Your goal:
In the records below, locate the line containing "# Twohop Preview", then extract it and all following lines exactly, ending with the last line.

Data items
──────────────────────────────

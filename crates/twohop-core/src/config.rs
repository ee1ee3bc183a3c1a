//! Settings consumed by the aggregation engine and the preview extractor.
//!
//! The host owns persistence; [`TwohopSettings::load`] and
//! [`TwohopSettings::save`] provide a YAML form for standalone use.

use crate::error::{Error, Result};
use serde::{Deserialize, Serialize};
use std::fmt;
use std::path::Path;
use std::str::FromStr;

/// Ordering applied to every result list and to two-hop groups
#[derive(Debug, Clone, Copy, Default, PartialEq, Eq, Hash, Serialize, Deserialize)]
#[serde(rename_all = "camelCase")]
pub enum SortOrder {
    #[default]
    FilenameAsc,
    FilenameDesc,
    ModifiedDesc,
    ModifiedAsc,
    CreatedDesc,
    CreatedAsc,
}

impl SortOrder {
    pub const ALL: [SortOrder; 6] = [
        Self::FilenameAsc,
        Self::FilenameDesc,
        Self::ModifiedDesc,
        Self::ModifiedAsc,
        Self::CreatedDesc,
        Self::CreatedAsc,
    ];

    pub fn as_str(self) -> &'static str {
        match self {
            Self::FilenameAsc => "filenameAsc",
            Self::FilenameDesc => "filenameDesc",
            Self::ModifiedDesc => "modifiedDesc",
            Self::ModifiedAsc => "modifiedAsc",
            Self::CreatedDesc => "createdDesc",
            Self::CreatedAsc => "createdAsc",
        }
    }
}

impl fmt::Display for SortOrder {
    fn fmt(&self, f: &mut fmt::Formatter<'_>) -> fmt::Result {
        f.write_str(self.as_str())
    }
}

impl FromStr for SortOrder {
    type Err = Error;

    fn from_str(s: &str) -> Result<Self> {
        Self::ALL
            .into_iter()
            .find(|order| order.as_str().eq_ignore_ascii_case(s.trim()))
            .ok_or_else(|| {
                Error::config_error(format!(
                    "Unknown sort order '{}'. Valid options: {}",
                    s,
                    Self::ALL.map(SortOrder::as_str).join(", ")
                ))
            })
    }
}

/// Two-hop links settings
#[derive(Debug, Clone, PartialEq, Eq, Serialize, Deserialize)]
#[serde(default)]
pub struct TwohopSettings {
    /// Exact paths or `/`-terminated directories to hide from every list
    pub exclude_paths: Vec<String>,
    pub sort_order: SortOrder,
    /// Drop two-hop members already shown as forward links or in another group
    pub enable_duplicate_removal: bool,
    /// Prefer an image over a text excerpt in previews
    pub show_image: bool,

    // Presentation hints, persisted for the host UI
    pub put_on_top: bool,
    pub box_width: String,
    pub box_height: String,
    pub show_forward_connected_links: bool,
    pub show_backward_connected_links: bool,
    pub auto_load_two_hop_links: bool,
    pub initial_box_count: usize,
    pub initial_section_count: usize,
}

impl Default for TwohopSettings {
    fn default() -> Self {
        Self {
            exclude_paths: vec![],
            sort_order: SortOrder::default(),
            enable_duplicate_removal: true,
            show_image: true,
            put_on_top: false,
            box_width: String::new(),
            box_height: String::new(),
            show_forward_connected_links: true,
            show_backward_connected_links: true,
            auto_load_two_hop_links: true,
            initial_box_count: 10,
            initial_section_count: 3,
        }
    }
}

impl TwohopSettings {
    pub fn new() -> Self {
        Self::default()
    }

    /// Replace the exclusion list from a one-rule-per-line text block
    pub fn set_exclude_paths_from_text(&mut self, text: &str) {
        self.exclude_paths = text.lines().map(str::to_string).collect();
        self.normalize();
    }

    /// Trim exclusion rules and drop blank ones
    pub fn normalize(&mut self) {
        self.exclude_paths = self
            .exclude_paths
            .iter()
            .map(|p| p.trim().to_string())
            .filter(|p| !p.is_empty())
            .collect();
    }

    /// Validate settings
    pub fn validate(&self) -> Result<()> {
        if let Some(rule) = self.exclude_paths.iter().find(|p| p.trim() == "/") {
            return Err(Error::config_error(format!(
                "Exclude rule '{}' would hide every document",
                rule
            )));
        }
        Ok(())
    }

    /// Load settings from a YAML file, falling back to defaults if it is missing
    pub async fn load(path: &Path) -> Result<Self> {
        if !path.exists() {
            log::debug!("No settings at {}, using defaults", path.display());
            return Ok(Self::default());
        }

        let content = tokio::fs::read_to_string(path).await.map_err(|e| {
            Error::config_error(format!(
                "Failed to load settings from {}: {}",
                path.display(),
                e
            ))
        })?;

        let mut settings: Self = serde_yaml::from_str(&content)
            .map_err(|e| Error::config_error(format!("Invalid settings: {}", e)))?;
        settings.normalize();
        settings.validate()?;
        Ok(settings)
    }

    /// Save settings as YAML
    pub async fn save(&self, path: &Path) -> Result<()> {
        let yaml = serde_yaml::to_string(self)
            .map_err(|e| Error::config_error(format!("Failed to serialize settings: {}", e)))?;

        tokio::fs::write(path, yaml).await.map_err(|e| {
            Error::config_error(format!(
                "Failed to save settings to {}: {}",
                path.display(),
                e
            ))
        })
    }
}
//! Preview extraction against a [`VaultHost`].

use crate::content::{EXCERPT_LINES, ImageRef, find_image, is_previewable, text_excerpt, video_thumbnail};
use twohop_core::{Error, FileReference, Result, TwohopSettings, VaultHost, remove_block_reference};

/// Documents larger than this are never read
pub const MAX_PREVIEW_SIZE: u64 = 1_000_000;

/// Derives a short preview for a referenced document.
///
/// The preview is a thumbnail URL, an image URL or a text excerpt. Every
/// failure degrades to an empty string.
#[derive(Debug, Clone)]
pub struct PreviewExtractor {
    show_image: bool,
    max_size: u64,
    max_lines: usize,
}

impl Default for PreviewExtractor {
    fn default() -> Self {
        Self {
            show_image: true,
            max_size: MAX_PREVIEW_SIZE,
            max_lines: EXCERPT_LINES,
        }
    }
}

impl PreviewExtractor {
    pub fn new(show_image: bool) -> Self {
        Self {
            show_image,
            ..Default::default()
        }
    }

    pub fn from_settings(settings: &TwohopSettings) -> Self {
        Self::new(settings.show_image)
    }

    /// Override the size cap
    pub fn with_max_size(mut self, max_size: u64) -> Self {
        self.max_size = max_size;
        self
    }

    /// Override the number of excerpt lines
    pub fn with_max_lines(mut self, max_lines: usize) -> Self {
        self.max_lines = max_lines;
        self
    }

    /// Preview for `target`, or an empty string when there is nothing to show.
    #[tracing::instrument(skip(self, host), fields(link = %target.link_text))]
    pub async fn preview<H>(&self, host: &H, target: &FileReference) -> String
    where
        H: VaultHost + ?Sized,
    {
        match self.try_preview(host, target).await {
            Ok(preview) => preview,
            Err(e) => {
                log::debug!("No preview for {}: {}", target.link_text, e);
                String::new()
            }
        }
    }

    async fn try_preview<H>(&self, host: &H, target: &FileReference) -> Result<String>
    where
        H: VaultHost + ?Sized,
    {
        if !is_previewable(&target.link_text) {
            log::debug!("{} is not a plain text file", target.link_text);
            return Ok(String::new());
        }

        let link = remove_block_reference(&target.link_text);
        let path = host
            .resolve_link(link, &target.source_path)
            .ok_or_else(|| Error::file_not_found(link))?;

        let stat = host.stat(&path).await?;
        if stat.size > self.max_size {
            return Err(Error::file_too_large(path, stat.size, self.max_size));
        }

        let content = host.read_text(&path).await?;

        if let Some(thumbnail) = video_thumbnail(&content) {
            return Ok(thumbnail);
        }

        if self.show_image {
            match find_image(&content) {
                Some(ImageRef::Remote(url)) => return Ok(url.to_string()),
                Some(ImageRef::Local(image)) => match host.resolve_link(image, &path) {
                    Some(image_path) => return Ok(host.resource_url(&image_path)),
                    None => log::debug!("Image {} in {} does not resolve", image, path),
                },
                None => {}
            }
        }

        Ok(text_excerpt(&content, self.max_lines))
    }
}

#[cfg(test)]
mod tests {
    use super::*;
    use async_trait::async_trait;
    use std::sync::atomic::{AtomicUsize, Ordering};
    use twohop_core::{CachedMetadata, DocumentStat, LinkGraphSnapshot, MemoryVault};
    use twohop_parser::parse_metadata;

    fn vault(notes: &[(&str, &str)]) -> MemoryVault {
        notes.iter().fold(MemoryVault::new(), |vault, (path, content)| {
            vault.with_note(path, parse_metadata(content), *content)
        })
    }

    fn target(link: &str) -> FileReference {
        FileReference::new("Active.md", link)
    }

    /// Counts reads so tests can assert that none happened.
    struct CountingHost {
        inner: MemoryVault,
        reads: AtomicUsize,
    }

    #[async_trait]
    impl VaultHost for CountingHost {
        fn link_graph(&self) -> &LinkGraphSnapshot {
            self.inner.link_graph()
        }

        fn cached_metadata(&self, path: &str) -> Option<CachedMetadata> {
            self.inner.cached_metadata(path)
        }

        fn markdown_files(&self) -> Vec<String> {
            self.inner.markdown_files()
        }

        fn resolve_link(&self, link_text: &str, source_path: &str) -> Option<String> {
            self.inner.resolve_link(link_text, source_path)
        }

        async fn stat(&self, path: &str) -> Result<DocumentStat> {
            self.inner.stat(path).await
        }

        async fn read_text(&self, path: &str) -> Result<String> {
            self.reads.fetch_add(1, Ordering::SeqCst);
            self.inner.read_text(path).await
        }

        fn resource_url(&self, path: &str) -> String {
            self.inner.resource_url(path)
        }
    }

    #[tokio::test]
    async fn test_local_image_preview() {
        let vault = vault(&[("Note.md", "![img](pic.png)")]).with_attachment("pic.png", 100);
        let preview = PreviewExtractor::new(true).preview(&vault, &target("Note")).await;
        assert_eq!(preview, "app://local/pic.png");
    }

    #[tokio::test]
    async fn test_image_resolves_relative_to_target() {
        let vault = vault(&[("notes/Note.md", "![[shot.jpg]]\nText")])
            .with_attachment("a/shot.jpg", 10)
            .with_attachment("notes/shot.jpg", 10);
        let preview = PreviewExtractor::new(true).preview(&vault, &target("Note")).await;
        assert_eq!(preview, "app://local/notes/shot.jpg");
    }

    #[tokio::test]
    async fn test_remote_image_verbatim() {
        let vault = vault(&[("Note.md", "Hello\n![x](https://example.com/cat.gif)")]);
        let preview = PreviewExtractor::new(true).preview(&vault, &target("Note")).await;
        assert_eq!(preview, "https://example.com/cat.gif");
    }

    #[tokio::test]
    async fn test_images_disabled_gives_text() {
        let vault =
            vault(&[("Note.md", "![img](pic.png)\nSome text")]).with_attachment("pic.png", 1);
        let preview = PreviewExtractor::new(false).preview(&vault, &target("Note")).await;
        assert_eq!(preview, "![img](pic.png)\nSome text");
    }

    #[tokio::test]
    async fn test_unresolved_image_falls_through_to_text() {
        let vault = vault(&[("Note.md", "![img](missing.png)\nBody")]);
        let preview = PreviewExtractor::new(true).preview(&vault, &target("Note")).await;
        assert_eq!(preview, "![img](missing.png)\nBody");
    }

    #[tokio::test]
    async fn test_video_thumbnail_wins() {
        let content = "![img](https://example.com/a.png)\n<iframe src=\"https://youtube.com/embed/abc123\"></iframe>";
        let vault = vault(&[("Note.md", content)]);
        let preview = PreviewExtractor::new(true).preview(&vault, &target("Note")).await;
        assert_eq!(preview, "https://img.youtube.com/vi/abc123/mqdefault.jpg");
    }

    #[tokio::test]
    async fn test_text_excerpt_with_block_reference() {
        let vault = vault(&[(
            "Note.md",
            "---\ntags: [a]\n---\n# Title\nFirst line\nhttps://example.com\nSecond line",
        )]);
        let preview = PreviewExtractor::default().preview(&vault, &target("Note#^abc")).await;
        assert_eq!(preview, "First line\nSecond line");
    }

    #[tokio::test]
    async fn test_oversized_document_is_skipped() {
        let vault = vault(&[("Big.md", "Huge")]).with_stat(
            "Big.md",
            DocumentStat {
                size: MAX_PREVIEW_SIZE + 1,
                ..Default::default()
            },
        );
        let preview = PreviewExtractor::default().preview(&vault, &target("Big")).await;
        assert_eq!(preview, "");
    }

    #[tokio::test]
    async fn test_pdf_is_never_read() {
        let host = CountingHost {
            inner: MemoryVault::new().with_attachment("paper.pdf", 10),
            reads: AtomicUsize::new(0),
        };
        let preview = PreviewExtractor::default().preview(&host, &target("paper.pdf")).await;
        assert_eq!(preview, "");
        assert_eq!(host.reads.load(Ordering::SeqCst), 0);
    }

    #[tokio::test]
    async fn test_missing_document() {
        let host = CountingHost {
            inner: MemoryVault::new(),
            reads: AtomicUsize::new(0),
        };
        let preview = PreviewExtractor::default().preview(&host, &target("Nowhere")).await;
        assert_eq!(preview, "");
        assert_eq!(host.reads.load(Ordering::SeqCst), 0);
    }

    #[tokio::test]
    async fn test_stat_failure_degrades() {
        let vault = vault(&[("Note.md", "Body")]).with_failing_stat("Note.md");
        let preview = PreviewExtractor::default().preview(&vault, &target("Note")).await;
        assert_eq!(preview, "");
    }
}
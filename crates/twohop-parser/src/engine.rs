//! Metadata extraction engine.
//!
//! Two passes over a document:
//! - pulldown-cmark pass: front-matter, markdown links, and the byte ranges
//!   (code blocks, inline code, HTML) where Obsidian syntax must be ignored
//! - regex pass: wikilinks, embeds and inline tags outside those ranges

use pulldown_cmark::{Event, Options, Parser, Tag, TagEnd};
use regex::Regex;
use std::ops::Range;
use std::sync::LazyLock;
use twohop_core::{CachedMetadata, Frontmatter, LinkCache, TagCache};

/// Wikilink: [[target]] or [[target|display]]
static WIKILINK: LazyLock<Regex> = LazyLock::new(|| Regex::new(r"\[\[([^\]]+)\]\]").unwrap());

/// Tag: #tag or #parent/child, at line start or after whitespace
static TAG: LazyLock<Regex> =
    LazyLock::new(|| Regex::new(r"(?m)(?:^|\s)#([\p{L}\p{N}_\-/]+)").unwrap());

#[inline]
fn has_wikilink(content: &str) -> bool {
    content.contains("[[")
}

#[inline]
fn has_tag(content: &str) -> bool {
    content.contains('#')
}

/// Byte ranges where markdown syntax should not be interpreted.
#[derive(Debug, Default, Clone)]
struct ExcludedRanges {
    ranges: Vec<Range<usize>>,
}

impl ExcludedRanges {
    #[inline]
    fn contains(&self, offset: usize) -> bool {
        let idx = self.ranges.partition_point(|r| r.start <= offset);
        idx > 0 && offset < self.ranges[idx - 1].end
    }

    fn add(&mut self, range: Range<usize>) {
        self.ranges.push(range);
    }

    /// Sort and merge overlapping ranges so `contains` can binary search.
    fn optimize(&mut self) {
        if self.ranges.is_empty() {
            return;
        }
        self.ranges.sort_by_key(|r| r.start);

        let mut merged = Vec::with_capacity(self.ranges.len());
        let mut current = self.ranges[0].clone();
        for range in self.ranges.iter().skip(1) {
            if range.start <= current.end {
                current.end = current.end.max(range.end);
            } else {
                merged.push(current);
                current = range.clone();
            }
        }
        merged.push(current);
        self.ranges = merged;
    }
}

/// Metadata extractor for a single document.
pub struct MetadataEngine<'a> {
    content: &'a str,
}

impl<'a> MetadataEngine<'a> {
    pub fn new(content: &'a str) -> Self {
        Self { content }
    }

    /// Extract links, embeds, tags and front-matter.
    pub fn extract(&self) -> CachedMetadata {
        let mut metadata = CachedMetadata::default();
        // (offset, link) so wikilinks and markdown links interleave in document order
        let mut links: Vec<(usize, String)> = Vec::new();

        let (excluded, body_start) = self.pulldown_pass(&mut metadata, &mut links);
        let body = &self.content[body_start..];

        self.regex_pass(body, body_start, &excluded, &mut metadata, &mut links);

        links.sort_by_key(|(offset, _)| *offset);
        metadata.links = links.into_iter().map(|(_, l)| LinkCache::new(l)).collect();
        metadata
    }

    fn pulldown_pass(
        &self,
        metadata: &mut CachedMetadata,
        links: &mut Vec<(usize, String)>,
    ) -> (ExcludedRanges, usize) {
        let mut excluded = ExcludedRanges::default();
        let mut body_start: usize = 0;

        let mut opts = Options::empty();
        opts.insert(Options::ENABLE_YAML_STYLE_METADATA_BLOCKS);
        opts.insert(Options::ENABLE_STRIKETHROUGH);
        opts.insert(Options::ENABLE_TABLES);

        let parser = Parser::new_ext(self.content, opts);

        let mut code_block_start: usize = 0;
        let mut in_metadata = false;
        let mut metadata_content = String::new();

        for (event, range) in parser.into_offset_iter() {
            match event {
                Event::Start(Tag::CodeBlock(_)) => {
                    code_block_start = range.start;
                }
                Event::End(TagEnd::CodeBlock) => {
                    excluded.add(code_block_start..range.end);
                }
                Event::Code(_) | Event::Html(_) | Event::InlineHtml(_) => {
                    excluded.add(range.clone());
                }

                Event::Start(Tag::MetadataBlock(_)) => {
                    in_metadata = true;
                    metadata_content.clear();
                }
                Event::End(TagEnd::MetadataBlock(_)) => {
                    in_metadata = false;
                    body_start = range.end;
                    excluded.add(range.clone());
                    metadata.frontmatter = parse_frontmatter(&metadata_content);
                }
                Event::Text(text) if in_metadata => {
                    metadata_content.push_str(&text);
                }

                Event::Start(Tag::Link { dest_url, .. }) => {
                    if let Some(target) = internal_link_target(&dest_url) {
                        links.push((range.start, target));
                    }
                }

                _ => {}
            }
        }

        excluded.optimize();
        (excluded, body_start)
    }

    fn regex_pass(
        &self,
        body: &str,
        body_offset: usize,
        excluded: &ExcludedRanges,
        metadata: &mut CachedMetadata,
        links: &mut Vec<(usize, String)>,
    ) {
        if has_wikilink(body) {
            for caps in WIKILINK.captures_iter(body) {
                let full_match = caps.get(0).unwrap();
                let local_start = full_match.start();
                let global_start = body_offset + local_start;

                if excluded.contains(global_start) {
                    continue;
                }

                let target = link_target(caps.get(1).unwrap().as_str());
                if target.is_empty() {
                    continue;
                }

                // Preceded by ! means an embed
                if local_start > 0 && body.as_bytes().get(local_start - 1) == Some(&b'!') {
                    metadata.embeds.push(LinkCache::new(target));
                } else {
                    links.push((global_start, target));
                }
            }
        }

        if has_tag(body) {
            for caps in TAG.captures_iter(body) {
                let name = caps.get(1).unwrap();
                let global_start = body_offset + name.start() - 1;

                if excluded.contains(global_start) {
                    continue;
                }

                let name = name.as_str().trim_end_matches('/');
                // Obsidian requires at least one non-numeric character
                if name.is_empty() || name.chars().all(|c| c.is_ascii_digit()) {
                    continue;
                }

                metadata.tags.push(TagCache::new(format!("#{}", name)));
            }
        }
    }
}

/// Split `target|display` and drop the display part.
fn link_target(raw: &str) -> String {
    let target = match raw.find('|') {
        Some(pipe_idx) => &raw[..pipe_idx],
        None => raw,
    };
    target.trim().trim_end_matches('\\').to_string()
}

/// Markdown link destinations that point inside the vault.
fn internal_link_target(url: &str) -> Option<String> {
    if url.is_empty()
        || url.starts_with('#')
        || url.starts_with("http://")
        || url.starts_with("https://")
        || url.starts_with("mailto:")
        || url.contains("://")
    {
        return None;
    }
    Some(url.replace("%20", " "))
}

fn parse_frontmatter(yaml: &str) -> Option<Frontmatter> {
    if yaml.trim().is_empty() {
        return None;
    }
    match serde_yaml::from_str::<Frontmatter>(yaml) {
        Ok(frontmatter) => Some(frontmatter),
        Err(e) => {
            log::debug!("Ignoring unreadable front-matter: {}", e);
            None
        }
    }
}

#[cfg(test)]
mod tests {
    use super::*;

    #[test]
    fn test_excluded_ranges_merge() {
        let mut excluded = ExcludedRanges::default();
        excluded.add(10..20);
        excluded.add(0..5);
        excluded.add(15..30);
        excluded.optimize();

        assert!(excluded.contains(0));
        assert!(!excluded.contains(5));
        assert!(excluded.contains(25));
        assert!(!excluded.contains(30));
    }

    #[test]
    fn test_link_target_strips_display() {
        assert_eq!(link_target("Note|Shown"), "Note");
        assert_eq!(link_target(" Note#^abc "), "Note#^abc");
    }

    #[test]
    fn test_internal_link_target() {
        assert_eq!(
            internal_link_target("folder/My%20Note.md"),
            Some("folder/My Note.md".to_string())
        );
        assert_eq!(internal_link_target("https://example.com"), None);
        assert_eq!(internal_link_target("#section"), None);
        assert_eq!(internal_link_target("obsidian://open"), None);
    }
}
//! # Twohop Preview
//!
//! Short previews for referenced documents: a video thumbnail, the first
//! image, or the first few meaningful lines of text.
//!
//! ```
//! use twohop_preview::{text_excerpt, EXCERPT_LINES};
//!
//! let excerpt = text_excerpt("---\ntags: [x]\n---\n# Title\nBody text", EXCERPT_LINES);
//! assert_eq!(excerpt, "Body text");
//! ```

pub mod content;
pub mod extractor;

pub use content::{
    EXCERPT_LINES, ImageRef, find_image, is_previewable, strip_frontmatter, text_excerpt,
    video_thumbnail,
};
pub use extractor::{MAX_PREVIEW_SIZE, PreviewExtractor};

──────────────────────────────

Task solution:
//! # Twohop Preview
//!
//! Short previews for referenced documents: a video thumbnail, the first
//! image, or the first few meaningful lines of text.
//!
//! ```
//! use twohop_preview::{text_excerpt, EXCERPT_LINES};
//!
//! let excerpt = text_excerpt("---\ntags: [x]\n---\n# Title\nBody text", EXCERPT_LINES);
//! assert_eq!(excerpt, "Body text");
//! ```

pub mod content;
pub mod extractor;

pub use content::{
    EXCERPT_LINES, ImageRef, find_image, is_previewable, strip_frontmatter, text_excerpt,
    video_thumbnail,
};
pub use extractor::{MAX_PREVIEW_SIZE, PreviewExtractor};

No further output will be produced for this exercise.